There have been numerous recent signs that the Republican Party is responding to a string of national election losses by moving even further to the right.  A recent Pew Research poll showed that a majority of self-identified Republican voters want the GOP to become more conservative. Sahil Kapur reports in Talking Points Memo that Republicans on capital hill are feeling pressure from constituents to pull out all stops to prevent the implementation of the Affordable Care Act, including a government shut-down or default.

My response to the Republicans? It's your funeral.
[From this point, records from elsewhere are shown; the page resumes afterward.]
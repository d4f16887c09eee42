//! Secret input for passphrases and database passwords.
//!
//! Secrets come from an environment variable when set, otherwise from an
//! interactive prompt. Non-interactive runs without the variable fail
//! instead of blocking on stdin.

use std::io::IsTerminal;

use dialoguer::{Confirm, Password};
use warehouse_bridge::{BridgeError, Result};
use zeroize::Zeroizing;

/// Environment variable holding the key passphrase for `init --passphrase`.
pub const PASSPHRASE_ENV: &str = "WAREHOUSE_BRIDGE_PASSPHRASE";

/// Environment variable holding a database password or vault secret.
pub const PASSWORD_ENV: &str = "WAREHOUSE_BRIDGE_PASSWORD";

fn prompt_error(e: dialoguer::Error) -> BridgeError {
    BridgeError::Io(std::io::Error::other(e.to_string()))
}

/// Read a secret from `env_var`, or prompt for it on a terminal.
///
/// With `confirm`, the prompt asks twice and requires both entries to match.
pub fn read_secret(env_var: &str, prompt: &str, confirm: bool) -> Result<Zeroizing<String>> {
    if let Ok(value) = std::env::var(env_var) {
        return Ok(Zeroizing::new(value));
    }

    if !std::io::stdin().is_terminal() {
        return Err(BridgeError::Config(format!(
            "{} is not set and no terminal is available to prompt for it",
            env_var
        )));
    }

    let mut input = Password::new().with_prompt(prompt);
    if confirm {
        input = input.with_confirmation("Repeat to confirm", "Entries do not match");
    }
    let secret: String = input.interact().map_err(prompt_error)?;
    Ok(Zeroizing::new(secret))
}

/// Ask for confirmation on a terminal. Non-interactive runs answer no.
pub fn confirm(prompt: &str) -> Result<bool> {
    if !std::io::stdin().is_terminal() {
        return Ok(false);
    }
    Confirm::new()
        .with_prompt(prompt)
        .default(false)
        .interact()
        .map_err(prompt_error)
}
//! Installation encryption key.

use std::num::NonZeroU32;

use ring::pbkdf2;
use ring::rand::{SecureRandom, SystemRandom};
use sha2::{Digest, Sha256};
use zeroize::{Zeroize, ZeroizeOnDrop, Zeroizing};

use crate::error::{BridgeError, Result};

/// Key length in bytes (AES-256).
pub const KEY_LEN: usize = 32;

/// PBKDF2-HMAC-SHA256 iteration count for passphrase-derived keys.
pub const PBKDF2_ITERATIONS: u32 = 100_000;

/// Fixed application salt for passphrase-derived keys.
///
/// A constant salt lets the same passphrase re-derive the same key on any
/// machine without storing the salt. The cost is that two installations
/// sharing a passphrase share a key.
pub const KEY_DERIVATION_SALT: &[u8] = b"warehouse-bridge/key-derivation/v1";

#[derive(Clone, Zeroize, ZeroizeOnDrop)]
struct KeyBytes([u8; KEY_LEN]);

/// A 256-bit key with automatic zeroization.
///
/// The key bytes never appear in `Debug` output; use
/// [`fingerprint`](Self::fingerprint) to identify a key in logs.
pub struct EncryptionKey {
    bytes: KeyBytes,
}

impl std::fmt::Debug for EncryptionKey {
    fn fmt(&self, f: &mut std::fmt::Formatter<'_>) -> std::fmt::Result {
        f.debug_struct("EncryptionKey")
            .field("fingerprint", &self.fingerprint())
            .field("bytes", &"[REDACTED]")
            .finish()
    }
}

impl EncryptionKey {
    /// Wrap raw key bytes.
    pub fn new(bytes: [u8; KEY_LEN]) -> Self {
        Self {
            bytes: KeyBytes(bytes),
        }
    }

    /// Generate 256 random bits from the operating system.
    pub fn generate() -> Result<Self> {
        let mut bytes = [0u8; KEY_LEN];
        SystemRandom::new()
            .fill(&mut bytes)
            .map_err(|_| BridgeError::RandomSource)?;
        let key = Self::new(bytes);
        bytes.zeroize();
        Ok(key)
    }

    /// Derive a key from a passphrase with PBKDF2-HMAC-SHA256.
    ///
    /// Deterministic: the same passphrase always yields the same key.
    pub fn from_passphrase(passphrase: &str) -> Result<Self> {
        if passphrase.is_empty() {
            return Err(BridgeError::InvalidKey(
                "passphrase cannot be empty".to_string(),
            ));
        }
        let iterations = NonZeroU32::new(PBKDF2_ITERATIONS)
            .ok_or_else(|| BridgeError::InvalidKey("iteration count must be non-zero".into()))?;

        let mut bytes = [0u8; KEY_LEN];
        pbkdf2::derive(
            pbkdf2::PBKDF2_HMAC_SHA256,
            iterations,
            KEY_DERIVATION_SALT,
            passphrase.as_bytes(),
            &mut bytes,
        );
        let key = Self::new(bytes);
        bytes.zeroize();
        Ok(key)
    }

    /// Parse a hex-encoded key (64 hex characters, surrounding whitespace ignored).
    pub fn from_hex(encoded: &str) -> Result<Self> {
        let decoded = Zeroizing::new(
            hex::decode(encoded.trim())
                .map_err(|_| BridgeError::InvalidKey("key is not valid hex".to_string()))?,
        );
        if decoded.len() != KEY_LEN {
            return Err(BridgeError::InvalidKey(format!(
                "key must be exactly {} bytes, found {}",
                KEY_LEN,
                decoded.len()
            )));
        }
        let mut bytes = [0u8; KEY_LEN];
        bytes.copy_from_slice(&decoded);
        let key = Self::new(bytes);
        bytes.zeroize();
        Ok(key)
    }

    /// Hex encoding of the key, for the key file only.
    pub fn to_hex(&self) -> Zeroizing<String> {
        Zeroizing::new(hex::encode(self.bytes.0))
    }

    /// Short SHA-256 fingerprint (16 hex characters) that identifies the key
    /// without revealing it.
    pub fn fingerprint(&self) -> String {
        let digest = Sha256::digest(self.bytes.0);
        hex::encode(&digest[..8])
    }

    pub(crate) fn expose_secret(&self) -> &[u8; KEY_LEN] {
        &self.bytes.0
    }
}

#[cfg(test)]
mod tests {
    use super::*;

    #[test]
    fn test_generate_is_random() {
        let a = EncryptionKey::generate().unwrap();
        let b = EncryptionKey::generate().unwrap();
        assert_ne!(a.expose_secret(), b.expose_secret());
    }

    #[test]
    fn test_passphrase_derivation_is_deterministic() {
        let a = EncryptionKey::from_passphrase("correct horse").unwrap();
        let b = EncryptionKey::from_passphrase("correct horse").unwrap();
        let c = EncryptionKey::from_passphrase("battery staple").unwrap();
        assert_eq!(a.expose_secret(), b.expose_secret());
        assert_ne!(a.expose_secret(), c.expose_secret());
    }

    #[test]
    fn test_empty_passphrase_rejected() {
        let err = EncryptionKey::from_passphrase("").unwrap_err();
        assert!(matches!(err, BridgeError::InvalidKey(_)));
    }

    #[test]
    fn test_hex_round_trip() {
        let key = EncryptionKey::new([0x42; KEY_LEN]);
        let encoded = key.to_hex();
        assert_eq!(encoded.len(), 64);
        let parsed = EncryptionKey::from_hex(&format!("{}\n", encoded.as_str())).unwrap();
        assert_eq!(parsed.expose_secret(), &[0x42; KEY_LEN]);
    }

    #[test]
    fn test_from_hex_rejects_bad_input() {
        assert!(matches!(
            EncryptionKey::from_hex("not hex").unwrap_err(),
            BridgeError::InvalidKey(_)
        ));
        assert!(matches!(
            EncryptionKey::from_hex("abcd").unwrap_err(),
            BridgeError::InvalidKey(_)
        ));
    }

    #[test]
    fn test_debug_is_redacted() {
        let key = EncryptionKey::new([0xAB; KEY_LEN]);
        let debug = format!("{:?}", key);
        assert!(debug.contains("REDACTED"));
        assert!(!debug.contains(key.to_hex().as_str()));
    }

    #[test]
    fn test_fingerprint_shape() {
        let key = EncryptionKey::new([0u8; KEY_LEN]);
        let fp = key.fingerprint();
        assert_eq!(fp.len(), 16);
        assert_eq!(fp, key.fingerprint());
        assert_ne!(fp, EncryptionKey::new([1u8; KEY_LEN]).fingerprint());
    }
}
The GOP's own report following its 2012 election losses noted that demographic trends are not in the party's favor.  The groups making up the Republican base (old, rural, wealthy, white men) are shrinking while those tending to vote Democrat (women, minorities, younger voters of all ethnicities) are not only growing but growing fastest of all demographic groups. If I was a Republican, I would be most worried about losing ground with that last group (young voters) who have been found to describe the party in extremely negative terms.
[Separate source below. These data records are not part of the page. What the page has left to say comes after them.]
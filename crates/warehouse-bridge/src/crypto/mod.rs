//! Encryption of stored credentials.
//!
//! - [`key`]: the 256-bit installation key, generated or passphrase-derived
//! - [`cipher`]: AES-256-GCM encryption into [`EncryptedPayload`]
//! - [`keystore`]: the key file that marks an installation as initialized
//!
//! Every artifact, vault entry and saved connection of an installation is
//! encrypted under the same key.

pub mod cipher;
pub mod key;
pub mod keystore;

pub use cipher::{decrypt, encrypt, EncryptedPayload, EncryptionService, ALGORITHM};
pub use key::EncryptionKey;
pub use keystore::KeyStore;
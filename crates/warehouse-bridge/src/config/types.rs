//! Configuration type definitions.

use std::path::PathBuf;

use serde::{Deserialize, Serialize};

use crate::artifact::{ExportFormat, ExportOptions};

/// Directory name under the user configuration directory.
pub const APP_DIR_NAME: &str = "warehouse-bridge";

/// Fallback directory when the platform has no user configuration directory.
pub const FALLBACK_DIR: &str = ".warehouse-bridge";

/// Root configuration structure.
#[derive(Debug, Clone, Default, PartialEq, Eq, Serialize, Deserialize)]
pub struct Config {
    /// Installation key file (default: `<config dir>/warehouse-bridge/key`).
    #[serde(default, skip_serializing_if = "Option::is_none")]
    pub key_file: Option<PathBuf>,

    /// Credential vault file (default: `vault.json` next to the key file).
    #[serde(default, skip_serializing_if = "Option::is_none")]
    pub vault_file: Option<PathBuf>,

    /// Saved connections file (default: `connections.json` next to the key file).
    #[serde(default, skip_serializing_if = "Option::is_none")]
    pub connections_file: Option<PathBuf>,

    /// Defaults for new mappings' export options.
    #[serde(default)]
    pub export: ExportConfig,
}

impl Config {
    /// Directory holding the installation files.
    pub fn default_dir() -> PathBuf {
        dirs::config_dir()
            .map(|dir| dir.join(APP_DIR_NAME))
            .unwrap_or_else(|| PathBuf::from(FALLBACK_DIR))
    }

    /// Resolved key file path.
    pub fn key_file(&self) -> PathBuf {
        self.key_file
            .clone()
            .unwrap_or_else(|| Self::default_dir().join("key"))
    }

    /// Resolved vault file path.
    pub fn vault_file(&self) -> PathBuf {
        self.vault_file
            .clone()
            .unwrap_or_else(|| self.sibling_of_key("vault.json"))
    }

    /// Resolved saved connections file path.
    pub fn connections_file(&self) -> PathBuf {
        self.connections_file
            .clone()
            .unwrap_or_else(|| self.sibling_of_key("connections.json"))
    }

    fn sibling_of_key(&self, name: &str) -> PathBuf {
        let key = self.key_file();
        match key.parent() {
            Some(parent) => parent.join(name),
            None => PathBuf::from(name),
        }
    }
}

/// Export defaults.
#[derive(Debug, Clone, PartialEq, Eq, Serialize, Deserialize)]
pub struct ExportConfig {
    /// Output file format (default: parquet).
    #[serde(default)]
    pub format: ExportFormat,

    /// Output directory (default: ./export).
    #[serde(default = "default_output_dir")]
    pub output_dir: String,
}

impl Default for ExportConfig {
    fn default() -> Self {
        Self {
            format: ExportFormat::default(),
            output_dir: default_output_dir(),
        }
    }
}

impl ExportConfig {
    /// Export options for a new mapping.
    pub fn to_options(&self) -> ExportOptions {
        ExportOptions {
            format: self.format,
            output_dir: self.output_dir.clone(),
        }
    }
}

fn default_output_dir() -> String {
    "./export".to_string()
}
//! Core schema model shared by the mapper, the synthesizer and the artifact.
//!
//! - [`schema`]: Table, column and key metadata types
//! - [`identifier`]: Identifier validation and quoting for warehouse DDL

pub mod identifier;
pub mod schema;

pub use schema::{Column, ForeignKey, PrimaryKey, SchemaSnapshot, SourceEngine, Table};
During the whiteboard drill, every focus group described Democrats as “open-minded” and Republicans as “rigid.”  
 
“There is a brand,” the 28-year-old pollster (Kristen Soltis Anderson) concluded of her party with clinical finality. “And it’s that we’re not in the 21st century.”
 
Yet the party's base continues to demand that the GOP ramp up its campaign to turn the clock back.  This looks like a death spiral to me.